December 18, 2016 at 5:45 pm

Good article.
The bar chart would be more meaningful if the y axis went to 100%, thus illustrating the absolute differences which are imperceptible and, in real life, virtually insignificant.

bev M.D.

December 19, 2016 at 4:25 am

This article exemplifies why you are necessary to the world. It also makes me wonder who funded the observational study…….

Ken Shadlen

December 19, 2016 at 6:38 am

Excellent piece, but I think the real punchline Is not that correlation doesn’t equal causality (after all, we accepted that smoking was linked to cancer on the basis of correlation well before we understood the cause) but rather, and more importantly, that the correlation is spurious (as discussion of “healthy user bias” indicates)

John Galbraith Simmons

December 19, 2016 at 8:30 am

Appreciate this timely story. It might be added that considerable research over the past decade and more failed to show a correlation between lower cholesterol and Alzheimer’s Disease.

Bill Conder

December 19, 2016 at 6:42 pm

‘“statin users are naturally healthier in ways not captured by the data, and so you get spurious protective effects.”’
‘the very real controversies that surround their use (including their extensive range of adverse effects, some of which are serious).’
These statements seem contradictory.

    George Henderson (@puddleg)

    December 20, 2016 at 2:50 pm

    The statements ““statin users are naturally healthier in ways not captured by the data, and so you get spurious protective effects.”’
    ‘the very real controversies that surround their use (including their extensive range of adverse effects, some of which are serious”
    are not contradictory.
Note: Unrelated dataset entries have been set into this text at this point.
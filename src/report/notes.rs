//! A short reading guide for every chart image.

use std::fmt::Write;

use color_eyre::Result;
use strum::IntoEnumIterator;

use crate::{
    analysis::{Analysis, opportunity::OpportunityScan},
    charts::Chart,
    geo::Region,
};

pub fn render(analysis: &Analysis) -> Result<String> {
    let mut out = String::new();
    writeln!(out, "# Chart notes: {}", analysis.focus_bank())?;
    writeln!(out)?;
    for chart in Chart::iter() {
        writeln!(out, "## {} (`{}`)", chart.title(), chart.file_name())?;
        writeln!(out)?;
        writeln!(out, "{}", note(analysis, chart))?;
        writeln!(out)?;
    }
    Ok(out)
}

fn note(analysis: &Analysis, chart: Chart) -> String {
    let focus = analysis.focus_bank();
    let position = &analysis.position;
    match chart {
        Chart::BranchCount => format!(
            "Branch counts of all {} banks, largest first. {focus} ranks #{} with {} branches, {} behind {}.",
            position.bank_count, position.rank, position.branches, position.gap_to_leader, position.leader
        ),
        Chart::MarketShare => format!(
            "Share of the {} branches in the dataset. {focus} holds {:.1}%.",
            analysis.counts.total, position.share
        ),
        Chart::GeographicDistribution => {
            "Every branch on one map, one colour per bank, with the focus bank drawn on top.".to_string()
        }
        Chart::FocusVsCompetitors => format!(
            "{focus} next to the three largest competitors, each over the full network in grey."
        ),
        Chart::RegionalClusters => format!(
            "Density-based clusters (radius {:.2}°, at least {} branches). {} clusters found; grey triangles are outliers.",
            analysis.config.clustering.eps, analysis.config.clustering.min_samples, analysis.clusters
        ),
        Chart::BakuCity => {
            let inside = analysis
                .regions
                .iter()
                .filter(|r| **r == Region::Baku)
                .count();
            format!("Branches inside the Baku city box ({inside} in total) and the count per bank.")
        }
        Chart::BakuVsRegions => match analysis.focus_split() {
            Some(split) => format!(
                "Baku and regional branches per bank. {focus} has {} in Baku and {} in the regions ({:.1}% regional).",
                split.baku,
                split.regions,
                split.regional_pct()
            ),
            None => "Baku and regional branches per bank.".to_string(),
        },
        Chart::CompetitiveDensity => {
            "Kernel density of the network evaluated at each branch. Warmer points sit in denser areas.".to_string()
        }
        Chart::GapAnalysis => format!(
            "{} competitor branches lie more than {:.2}° (~{:.0} km) from the nearest {focus} branch. The bars list the farthest.",
            analysis.gaps.len(),
            analysis.gaps.threshold,
            analysis.km(analysis.gaps.threshold)
        ),
        Chart::NearestCompetitor => match analysis.nearest.mean_distance() {
            Some(mean) => format!(
                "Distance from each {focus} branch to its closest competitor, {mean:.4}° (~{:.1} km) on average, and which bank that competitor belongs to.",
                analysis.km(mean)
            ),
            None => format!("No competitor branch to measure {focus} against."),
        },
        Chart::CompetitiveIntensity => format!(
            "Branches of any bank within {:.2}° of each branch, averaged per bank. {focus} averages {:.1}.",
            analysis.config.intensity_radius,
            analysis.focus_intensity().map_or(0.0, |i| i.average())
        ),
        Chart::ZoneDominance => {
            let leading = analysis
                .zone_standings
                .iter()
                .filter(|s| s.focus_rank == Some(1))
                .count();
            format!(
                "Branches per geographic zone. {focus} leads in {leading} of {} zones.",
                analysis.zone_standings.len()
            )
        }
        Chart::OpportunityMetro => scan_note(analysis.metro.as_ref(), "Baku-Absheron"),
        Chart::OpportunityRegions => scan_note(analysis.regional.as_ref(), "the regions"),
        Chart::MultiMetric => format!(
            "Branch count, geographic spread, Baku concentration and competitive intensity of {} banks, each scaled to 0-100.",
            analysis.multi_metric.profiles.len()
        ),
        Chart::ExecutiveSummary => format!(
            "One page overview: rank, benchmark, opportunities, footprint, direct competitors and intensity. {} additional branches reach a {:.0}% share.",
            analysis.growth.needed,
            analysis.growth.target_share * 100.0
        ),
    }
}

fn scan_note(scan: Option<&OpportunityScan>, area: &str) -> String {
    match scan.and_then(|s| s.sites.first().map(|top| (s, top))) {
        Some((scan, top)) => format!(
            "Opportunity score over a grid of {area}: distance from the focus network plus nearby competitor activity. The best of {} sites is near {} at {} (score {:.2}).",
            scan.sites.len(),
            top.place.unwrap_or("an unnamed area"),
            top.coord,
            top.score
        ),
        None => format!("No opportunity scan for {area}."),
    }
}

#[cfg(test)]
mod tests {
    use super::*;
    use crate::{
        config::AnalysisConfig,
        dataset::{Branch, Dataset},
    };

    #[test]
    fn one_section_per_chart() {
        let branches = (0..6)
            .flat_map(|i| {
                let step = i as f64 * 0.01;
                [
                    Branch::new("Other", 40.40 + step, 49.85),
                    Branch::new("AzerTurk Bank", 40.41, 49.86 + step),
                ]
            })
            .collect();
        let analysis = Analysis::run(&Dataset::new(branches), &AnalysisConfig::default()).unwrap();
        let notes = render(&analysis).unwrap();
        assert_eq!(notes.matches("\n## ").count(), Chart::iter().count());
        assert!(notes.contains("`15_executive_summary.svg`"));
        assert!(notes.contains("No opportunity scan for the regions."));
    }
}
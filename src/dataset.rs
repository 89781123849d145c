use std::{fs::File, io, path::Path};

use color_eyre::{
    Result,
    eyre::{WrapErr, eyre},
};
use tracing::{debug, info};

use crate::geo::Coord;

pub const BANK_COLUMN: &str = "bank_name";
pub const LAT_COLUMNS: [&str; 2] = ["lat", "latitude"];
pub const LONG_COLUMNS: [&str; 4] = ["long", "longitude", "lng", "lon"];

#[derive(Debug, Clone, PartialEq)]
pub struct Branch {
    pub bank: String,
    pub coord: Coord,
}

impl Branch {
    pub fn new(bank: impl Into<String>, lat: f64, long: f64) -> Self {
        Self {
            bank: bank.into(),
            coord: Coord::new(lat, long),
        }
    }
}

/// The branch table after malformed rows were dropped.
#[derive(Debug, Clone, Default)]
pub struct Dataset {
    pub branches: Vec<Branch>,
    /// Rows rejected during load.
    pub dropped: usize,
}

/// Position of the first header matching any of `names`, compared case-insensitively.
pub fn find_column(headers: &csv::StringRecord, names: &[&str]) -> Option<usize> {
    headers
        .iter()
        .position(|h| names.iter().any(|n| h.trim().eq_ignore_ascii_case(n)))
}

pub fn parse_coordinate(raw: &str, limit: f64) -> Option<f64> {
    raw.trim()
        .parse::<f64>()
        .ok()
        .filter(|v| v.is_finite() && v.abs() <= limit)
}

impl Dataset {
    pub fn new(branches: Vec<Branch>) -> Self {
        Self {
            branches,
            dropped: 0,
        }
    }

    pub fn load(path: &Path) -> Result<Self> {
        let file =
            File::open(path).wrap_err_with(|| format!("could not open {}", path.display()))?;
        let dataset = Self::from_reader(file)
            .wrap_err_with(|| format!("could not load branches from {}", path.display()))?;
        info!(
            "loaded {} branches of {} banks from {} ({} rows dropped)",
            dataset.len(),
            dataset.banks().len(),
            path.display(),
            dataset.dropped
        );
        Ok(dataset)
    }

    pub fn from_reader(input: impl io::Read) -> Result<Self> {
        let mut reader = csv::ReaderBuilder::new().flexible(true).from_reader(input);
        let headers = reader.headers()?.clone();

        let bank_idx = find_column(&headers, &[BANK_COLUMN])
            .ok_or_else(|| eyre!("missing `{BANK_COLUMN}` column"))?;
        let lat_idx =
            find_column(&headers, &LAT_COLUMNS).ok_or_else(|| eyre!("missing `lat` column"))?;
        let long_idx =
            find_column(&headers, &LONG_COLUMNS).ok_or_else(|| eyre!("missing `long` column"))?;

        let mut dataset = Dataset::default();
        let mut record = csv::StringRecord::new();
        let mut line = 1;
        while reader.read_record(&mut record)? {
            line += 1;
            let bank = record.get(bank_idx).map(str::trim).unwrap_or_default();
            let lat = record.get(lat_idx).and_then(|v| parse_coordinate(v, 90.0));
            let long = record.get(long_idx).and_then(|v| parse_coordinate(v, 180.0));
            match (bank, lat, long) {
                (bank, Some(lat), Some(long)) if !bank.is_empty() => {
                    dataset.branches.push(Branch::new(bank, lat, long));
                }
                _ => {
                    debug!("dropping line {line}: {:?}", record);
                    dataset.dropped += 1;
                }
            }
        }

        if dataset.branches.is_empty() {
            return Err(eyre!("no row with a bank name and valid coordinates"));
        }
        Ok(dataset)
    }

    pub fn len(&self) -> usize {
        self.branches.len()
    }

    pub fn is_empty(&self) -> bool {
        self.branches.is_empty()
    }

    /// Distinct bank names in order of first appearance.
    pub fn banks(&self) -> Vec<&str> {
        let mut banks: Vec<&str> = Vec::new();
        for branch in &self.branches {
            if !banks.contains(&branch.bank.as_str()) {
                banks.push(&branch.bank);
            }
        }
        banks
    }

    pub fn of_bank<'a>(&'a self, bank: &'a str) -> impl Iterator<Item = &'a Branch> + 'a {
        self.branches.iter().filter(move |b| b.bank == bank)
    }

    pub fn not_of_bank<'a>(&'a self, bank: &'a str) -> impl Iterator<Item = &'a Branch> + 'a {
        self.branches.iter().filter(move |b| b.bank != bank)
    }

    pub fn coords(&self) -> Vec<Coord> {
        self.branches.iter().map(|b| b.coord).collect()
    }
}

#[cfg(test)]
mod tests {
    use super::*;

    #[test]
    fn malformed_rows_are_dropped_and_counted() {
        let csv = "\
bank_name,lat,long
Kapital Bank,40.40,49.86
ABB,not-a-number,49.80
,40.41,49.87
Unibank,40.42,
Xalq Bank,95.0,49.9
Xalq Bank, 40.5 , 49.9
";
        let dataset = Dataset::from_reader(csv.as_bytes()).unwrap();
        assert_eq!(dataset.len(), 2);
        assert_eq!(dataset.dropped, 4);
        assert_eq!(dataset.branches[1], Branch::new("Xalq Bank", 40.5, 49.9));
    }

    #[test]
    fn coordinate_aliases_are_accepted() {
        let csv = "id,Bank_Name,latitude,longitude\n1,ABB,40.1,49.1\n";
        let dataset = Dataset::from_reader(csv.as_bytes()).unwrap();
        assert_eq!(dataset.branches, vec![Branch::new("ABB", 40.1, 49.1)]);
    }

    #[test]
    fn missing_column_is_an_error() {
        let err = Dataset::from_reader("bank_name,lat\nABB,40.0\n".as_bytes()).unwrap_err();
        assert!(err.to_string().contains("long"));
    }

    #[test]
    fn table_without_valid_rows_is_an_error() {
        assert!(Dataset::from_reader("bank_name,lat,long\nABB,x,y\n".as_bytes()).is_err());
    }

    #[test]
    fn banks_keep_first_appearance_order() {
        let dataset = Dataset::new(vec![
            Branch::new("B", 0.0, 0.0),
            Branch::new("A", 0.0, 0.0),
            Branch::new("B", 1.0, 1.0),
        ]);
        assert_eq!(dataset.banks(), vec!["B", "A"]);
        assert_eq!(dataset.of_bank("B").count(), 2);
        assert_eq!(dataset.not_of_bank("B").count(), 1);
    }
}
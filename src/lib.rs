pub mod analysis;
pub mod charts;
pub mod config;
pub mod dashboard;
pub mod dataset;
pub mod geo;
pub mod logging;
pub mod palette;
pub mod places;
pub mod report;
pub mod scrape;
pub mod strings;
pub mod widgets;
use std::{fs::File, io::LineWriter, path::Path, sync::Mutex};

use color_eyre::{Result, eyre::WrapErr};
use tracing_subscriber::{Layer, filter::Targets, fmt::writer::BoxMakeWriter, layer::SubscriberExt};

/// Install the global subscriber. Lines go to stderr unless a log file is given.
pub fn setup_logs(log_filter: &str, log_file: Option<&Path>) -> Result<()> {
    let filter: Targets = log_filter.parse().wrap_err("invalid --log-filter")?;

    let writer = match log_file {
        Some(path) => {
            let file = File::create(path)
                .wrap_err_with(|| format!("could not create log file {}", path.display()))?;
            BoxMakeWriter::new(Mutex::new(file))
        }
        None => BoxMakeWriter::new(|| LineWriter::new(std::io::stderr())),
    };

    let subscriber = tracing_subscriber::registry().with(
        tracing_subscriber::fmt::layer()
            .with_writer(writer)
            .with_ansi(log_file.is_none())
            .with_target(false)
            .with_filter(filter),
    );
    tracing::subscriber::set_global_default(subscriber).wrap_err("could not setup logging")?;

    Ok(())
}
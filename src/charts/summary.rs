use std::path::Path;

use color_eyre::Result;

use super::{
    market::rank_label,
    panels::{Bar, Series, canvas, grouped_bars, hbars, histogram, notice},
};
use crate::{analysis::Analysis, palette};

/// Six panels: ranking, benchmark, opportunities, footprint, direct
/// competitors and intensity.
pub fn executive_summary(analysis: &Analysis, path: &Path) -> Result<()> {
    let focus = analysis.focus_bank();
    let root = canvas(
        path,
        (2000, 1100),
        &format!("{focus}: Executive Summary"),
    )?;
    let panels = root.split_evenly((2, 3));

    // ranking
    let ranking: Vec<Bar> = analysis
        .counts
        .top(8)
        .iter()
        .map(|b| Bar {
            label: rank_label(analysis, &b.bank, b.branches),
            value: b.branches as f64,
            colour: if b.bank == focus {
                palette::FOCUS
            } else {
                palette::MUTED
            },
            text: b.branches.to_string(),
        })
        .collect();
    hbars(&panels[0], "Market position", "Branches", &ranking)?;

    // benchmark
    let bench = &analysis.benchmark;
    let categories = vec![
        "Branches".to_string(),
        "Market share %".to_string(),
        "Regional coverage %".to_string(),
    ];
    let series = vec![
        Series {
            label: focus.to_string(),
            colour: palette::FOCUS,
            values: vec![
                bench.focus_branches as f64,
                bench.focus_share,
                bench.focus_regional_pct,
            ],
        },
        Series {
            label: "Industry average".to_string(),
            colour: palette::COMPETITOR,
            values: vec![bench.avg_branches, bench.avg_share, bench.avg_regional_pct],
        },
    ];
    grouped_bars(
        &panels[1],
        "Focus bank vs industry average",
        "Value",
        &categories,
        &series,
        |v| format!("{v:.1}"),
    )?;

    // opportunities
    let expansion = &analysis.expansion;
    let categories = vec![
        "High gap areas".to_string(),
        "Underserved clusters".to_string(),
        "Regional gap".to_string(),
    ];
    let series = vec![Series {
        label: "Opportunities".to_string(),
        colour: palette::HIGHLIGHT,
        values: vec![
            expansion.gap_sites as f64,
            expansion.underserved_clusters as f64,
            expansion.regional_gap as f64,
        ],
    }];
    grouped_bars(
        &panels[2],
        "Expansion opportunities",
        "Count",
        &categories,
        &series,
        |v| format!("{v:.0}"),
    )?;

    // footprint
    match analysis.focus_split() {
        Some(split) => {
            let bars = vec![
                Bar {
                    label: "Baku".to_string(),
                    value: split.baku_pct(),
                    colour: palette::COMPETITOR,
                    text: format!("{:.1}% ({} br.)", split.baku_pct(), split.baku),
                },
                Bar {
                    label: "Regions".to_string(),
                    value: split.regional_pct(),
                    colour: palette::FOCUS,
                    text: format!("{:.1}% ({} br.)", split.regional_pct(), split.regions),
                },
            ];
            hbars(&panels[3], "Geographic distribution", "Share of branches (%)", &bars)?;
        }
        None => notice(&panels[3], &["No focus branch".to_string()])?,
    }

    // direct competitors
    let frequency = &analysis.nearest.frequency;
    let total = frequency.total.max(1) as f64;
    let direct: Vec<Bar> = frequency
        .top(5)
        .iter()
        .map(|b| Bar {
            label: b.bank.clone(),
            value: b.branches as f64,
            colour: analysis.colour_of(&b.bank),
            text: format!("{:.0}%", b.branches as f64 / total * 100.0),
        })
        .collect();
    hbars(&panels[4], "Most frequent direct competitors", "Times nearest", &direct)?;

    // intensity
    let intensity = analysis.focus_intensity();
    match intensity.and_then(|i| i.histogram(12)) {
        Some(hist) => {
            let mean = intensity.map_or(0.0, |i| i.average());
            histogram(
                &panels[5],
                "Competitive intensity distribution",
                "Branches nearby",
                &hist,
                palette::FOCUS,
                &[(format!("Mean {mean:.1}"), mean, palette::INK)],
            )?;
        }
        None => notice(&panels[5], &["No intensity data".to_string()])?,
    }

    root.present()?;
    Ok(())
}
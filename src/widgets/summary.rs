use ratatui::{prelude::*, widgets::Paragraph};

use super::panel;
use crate::{dashboard::Filter, report::asset::DashboardAsset};

pub struct SummaryBlock {
    visible: usize,
    total: usize,
    focus_bank: String,
    focus_visible: usize,
    region: String,
    hidden: usize,
    generated_at: String,
}

impl SummaryBlock {
    pub fn new(asset: &DashboardAsset, filter: &Filter) -> Self {
        let visible = filter.visible(asset);
        Self {
            visible: visible.len(),
            total: asset.total_branches,
            focus_bank: asset.focus_bank.clone(),
            focus_visible: visible
                .iter()
                .filter(|b| b.bank == asset.focus_bank)
                .count(),
            region: filter.region.to_string(),
            hidden: filter.hidden.len(),
            generated_at: asset.generated_at.clone(),
        }
    }

    /// Focus branches as a percentage of the visible ones.
    fn focus_share(&self) -> f64 {
        if self.visible == 0 {
            0.0
        } else {
            self.focus_visible as f64 / self.visible as f64 * 100.0
        }
    }
}

impl Widget for SummaryBlock {
    fn render(self, area: Rect, buf: &mut ratatui::prelude::Buffer)
    where
        Self: Sized,
    {
        let lines = vec![
            Line::from(format!("Visible: {} of {} branches", self.visible, self.total)),
            Line::from(vec![
                Span::raw(format!("{}: ", self.focus_bank)),
                Span::raw(format!(
                    "{} ({:.1}%)",
                    self.focus_visible,
                    self.focus_share()
                ))
                .bold(),
            ]),
            Line::from(format!("Region: {}", self.region)),
            Line::from(format!("Hidden banks: {}", self.hidden)),
            Line::from(format!("Data: {}", self.generated_at)).dark_gray(),
            Line::from("j/k move  space toggle  a all  n none").dark_gray(),
            Line::from("r region  q quit").dark_gray(),
        ];
        Paragraph::new(lines)
            .block(panel("SUMMARY"))
            .render(area, buf);
    }
}
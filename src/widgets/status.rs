use ratatui::{
    prelude::*,
    widgets::{Paragraph, Wrap},
};

use super::panel;

/// Shown instead of the dashboard when the asset could not be loaded.
pub struct ErrorBlock {
    message: String,
}

impl ErrorBlock {
    pub fn new(message: &str) -> Self {
        Self {
            message: message.to_string(),
        }
    }
}

impl Widget for ErrorBlock {
    fn render(self, area: Rect, buf: &mut ratatui::prelude::Buffer)
    where
        Self: Sized,
    {
        let lines = vec![
            Line::from("Could not load the dashboard data").red().bold(),
            Line::from(""),
            Line::from(self.message),
            Line::from(""),
            Line::from("Run `branchscope analyze` first, then press q to quit.").dark_gray(),
        ];
        Paragraph::new(lines)
            .wrap(Wrap { trim: false })
            .block(panel("ERROR"))
            .render(area, buf);
    }
}
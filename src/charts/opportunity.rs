use std::path::Path;

use color_eyre::Result;

use super::panels::{
    Layer, Marker, Panel, canvas, draw_heatmap, draw_labels, draw_layer, draw_legend, map_chart,
    notice,
};
use crate::{
    analysis::{Analysis, opportunity::OpportunityScan},
    geo::Coord,
    palette,
    places::{BAKU_ABSHERON, Place, major_regional_cities},
};

pub fn metro(analysis: &Analysis, path: &Path) -> Result<()> {
    let root = canvas(path, (1800, 800), "Growth Opportunity: Baku-Absheron")?;
    match &analysis.metro {
        Some(scan) => draw_scan(analysis, &root, scan, BAKU_ABSHERON.iter(), "Baku-Absheron")?,
        None => notice(&root, &["No branch inside the metro area".to_string()])?,
    }
    root.present()?;
    Ok(())
}

pub fn regions(analysis: &Analysis, path: &Path) -> Result<()> {
    let root = canvas(path, (1800, 800), "Growth Opportunity: Regions")?;
    match &analysis.regional {
        Some(scan) => draw_scan(analysis, &root, scan, major_regional_cities(), "Regions")?,
        None => notice(&root, &["No branch outside the metro area".to_string()])?,
    }
    root.present()?;
    Ok(())
}

fn draw_scan<'a>(
    analysis: &Analysis,
    root: &Panel,
    scan: &OpportunityScan,
    places: impl Iterator<Item = &'a Place>,
    area: &str,
) -> Result<()> {
    let focus = analysis.focus_bank();
    let bounds = scan.grid.bounds;
    let labels: Vec<(String, Coord)> = places
        .filter(|p| bounds.contains(&p.coord()))
        .map(|p| (p.name.to_string(), p.coord()))
        .collect();
    let focus_layer = Layer::new(scan.focus_branches().to_vec(), palette::FOCUS)
        .label(focus)
        .marker(Marker::Square, 5)
        .opacity(0.95);
    let panels = root.split_evenly((1, 2));

    let mut heat = map_chart(
        &panels[0],
        &format!("{area}: opportunity heatmap (warmer = higher)"),
        bounds,
    )?;
    draw_heatmap(&mut heat, &scan.grid)?;
    draw_layer(
        &mut heat,
        &Layer::new(scan.competitors.clone(), palette::MUTED)
            .label("Competitors")
            .marker(Marker::Dot, 2)
            .opacity(0.5),
    )?;
    draw_layer(&mut heat, &focus_layer)?;
    draw_labels(&mut heat, &labels, 11)?;
    draw_legend(&mut heat)?;

    let mut top = map_chart(
        &panels[1],
        &format!("{area}: top {} recommended locations", scan.sites.len()),
        bounds,
    )?;
    draw_layer(
        &mut top,
        &Layer::new(scan.branches.clone(), palette::MUTED)
            .label("Existing branches")
            .marker(Marker::Dot, 2)
            .opacity(0.3),
    )?;
    draw_layer(&mut top, &focus_layer)?;
    let (priority, rest): (Vec<_>, Vec<_>) = scan.sites.iter().partition(|s| s.rank <= 3);
    draw_layer(
        &mut top,
        &Layer::new(rest.iter().map(|s| s.coord).collect(), palette::GROWTH)
            .label("Other opportunities")
            .marker(Marker::Dot, 4),
    )?;
    draw_layer(
        &mut top,
        &Layer::new(priority.iter().map(|s| s.coord).collect(), palette::FOCUS)
            .label("Top 3 priorities")
            .marker(Marker::Triangle, 9)
            .opacity(0.95),
    )?;
    let ranks: Vec<(String, Coord)> = priority
        .iter()
        .map(|s| (format!("#{}", s.rank), s.coord))
        .collect();
    draw_labels(&mut top, &labels, 11)?;
    draw_labels(&mut top, &ranks, 13)?;
    draw_legend(&mut top)?;
    Ok(())
}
People who have adverse events (such as dementia) need to stop taking statins. Thus, in the criteria of this study, they will be listed as people with dementia who do not take statins.
    Also, it is likely that resistance to other adverse events, such as muscle pain, is a sign of robustness that could well be a factor in avoiding dementia.
    Add to that, the likelihood that patients who take pills that they are told to are more likely to take other advice such as eating and drinking moderately or not smoking.
    At the end of the day, people who remember to take their pills will have less dementia.